Mbabane: The bell may be tolling for Africa’s biggest non-food retailer after Edcon announced that it has started with voluntary business rescue proceedings after losing E2 billion in turnover during SA’s lockdown, it said in a letter to suppliers on Wednesday.
According to South African online publication, Business Day, the group said it is unable to meet its financial obligations, and is also expecting “muted demand” once SA’s lockdown ends.
The retailer’s already-fragile state has been exacerbated by the coronavirus.
Business Day reported that the letter states the business rescue proceedings place a moratorium on all legal and enforcement actions against the company.
It said it could still resume operations and open Edgars and Jet stores in “business rescue mode” on May 1 in line with the lockdown regulations.
Business Day went on to say the letter said the E2.7 billion rescue funding from the Public Investment Corporation (PIC) and landlords had been used to meet debt and pay bills up until March 2020.
It is still owed E230 million in business rescue funding not yet paid. The letter does not specify who owes it.

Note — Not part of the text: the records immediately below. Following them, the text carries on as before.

// src/config.rs

use std::env;
use std::net::SocketAddr;
use std::time::Duration;

use dotenvy::dotenv;
use url::Url;

use crate::error::AppError;

#[derive(Debug, Clone)]
pub struct Config {
    /// Base URL of the comment server. `None` runs against the in-memory store.
    pub comment_api_url: Option<Url>,
    pub comment_api_token: Option<String>,
    pub jwt_secret: String,
    pub bind_addr: SocketAddr,
    /// Replies at or beyond this depth are not offered a reply action.
    pub max_reply_depth: usize,
    pub max_body_length: u64,
    /// Most lessons held in memory at once.
    pub thread_cache_capacity: u64,
    /// How long a loaded lesson is kept before it is seeded again.
    pub thread_cache_ttl: Duration,
    pub rust_log: String,
    pub log_dir: String,
}

impl Config {
    pub fn from_env() -> Result<Self, AppError> {
        dotenv().ok();

        let comment_api_url = match env::var("COMMENT_API_URL") {
            Ok(raw) if !raw.trim().is_empty() => Some(
                Url::parse(raw.trim())
                    .map_err(|e| config_error("COMMENT_API_URL", e))?,
            ),
            _ => None,
        };

        let jwt_secret = env::var("JWT_SECRET")
            .map_err(|_| AppError::InternalServerError("JWT_SECRET must be set".to_string()))?;

        let bind_addr = env_or("BIND_ADDR", "0.0.0.0:3000")
            .parse()
            .map_err(|e| config_error("BIND_ADDR", e))?;

        let max_reply_depth = env_or("MAX_REPLY_DEPTH", "3")
            .parse()
            .map_err(|e| config_error("MAX_REPLY_DEPTH", e))?;

        let max_body_length = env_or("MAX_BODY_LENGTH", "1000")
            .parse()
            .map_err(|e| config_error("MAX_BODY_LENGTH", e))?;

        let thread_cache_capacity = env_or("THREAD_CACHE_CAPACITY", "1000")
            .parse()
            .map_err(|e| config_error("THREAD_CACHE_CAPACITY", e))?;

        let thread_cache_ttl = env_or("THREAD_CACHE_TTL_SECS", "300")
            .parse()
            .map(Duration::from_secs)
            .map_err(|e| config_error("THREAD_CACHE_TTL_SECS", e))?;

        Ok(Self {
            comment_api_url,
            comment_api_token: env::var("COMMENT_API_TOKEN").ok(),
            jwt_secret,
            bind_addr,
            max_reply_depth,
            max_body_length,
            thread_cache_capacity,
            thread_cache_ttl,
            rust_log: env_or("RUST_LOG", "info"),
            log_dir: env_or("LOG_DIR", "logs"),
        })
    }
}

impl Default for Config {
    fn default() -> Self {
        Self {
            comment_api_url: None,
            comment_api_token: None,
            jwt_secret: String::new(),
            bind_addr: SocketAddr::from(([0, 0, 0, 0], 3000)),
            max_reply_depth: 3,
            max_body_length: 1000,
            thread_cache_capacity: 1000,
            thread_cache_ttl: Duration::from_secs(300),
            rust_log: "info".to_string(),
            log_dir: "logs".to_string(),
        }
    }
}

fn env_or(key: &str, default: &str) -> String {
    env::var(key).unwrap_or_else(|_| default.to_string())
}

fn config_error(key: &str, err: impl std::fmt::Display) -> AppError {
    AppError::InternalServerError(format!("invalid {}: {}", key, err))
}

Edcon said it was on track to meet bailout targets in December 2019, before the coronavirus lockdown was implemented, adding that it has no cash to pay suppliers as sales dropped by 40 percent when social-distancing was encouraged from mid-March. It used its last cash for salaries.
The company has faced multiple bailouts after Bain Capital borrowed billions of rand in foreign currency to take the listed firm private and the debt burden became to big for Edcon.
Edcon has a footprint in Eswatini and stores under its wing are Edgars, Legit, Edgars Active and Jet Stores. However, the Business Day report didn’t touch the group’s operations outside South Africa.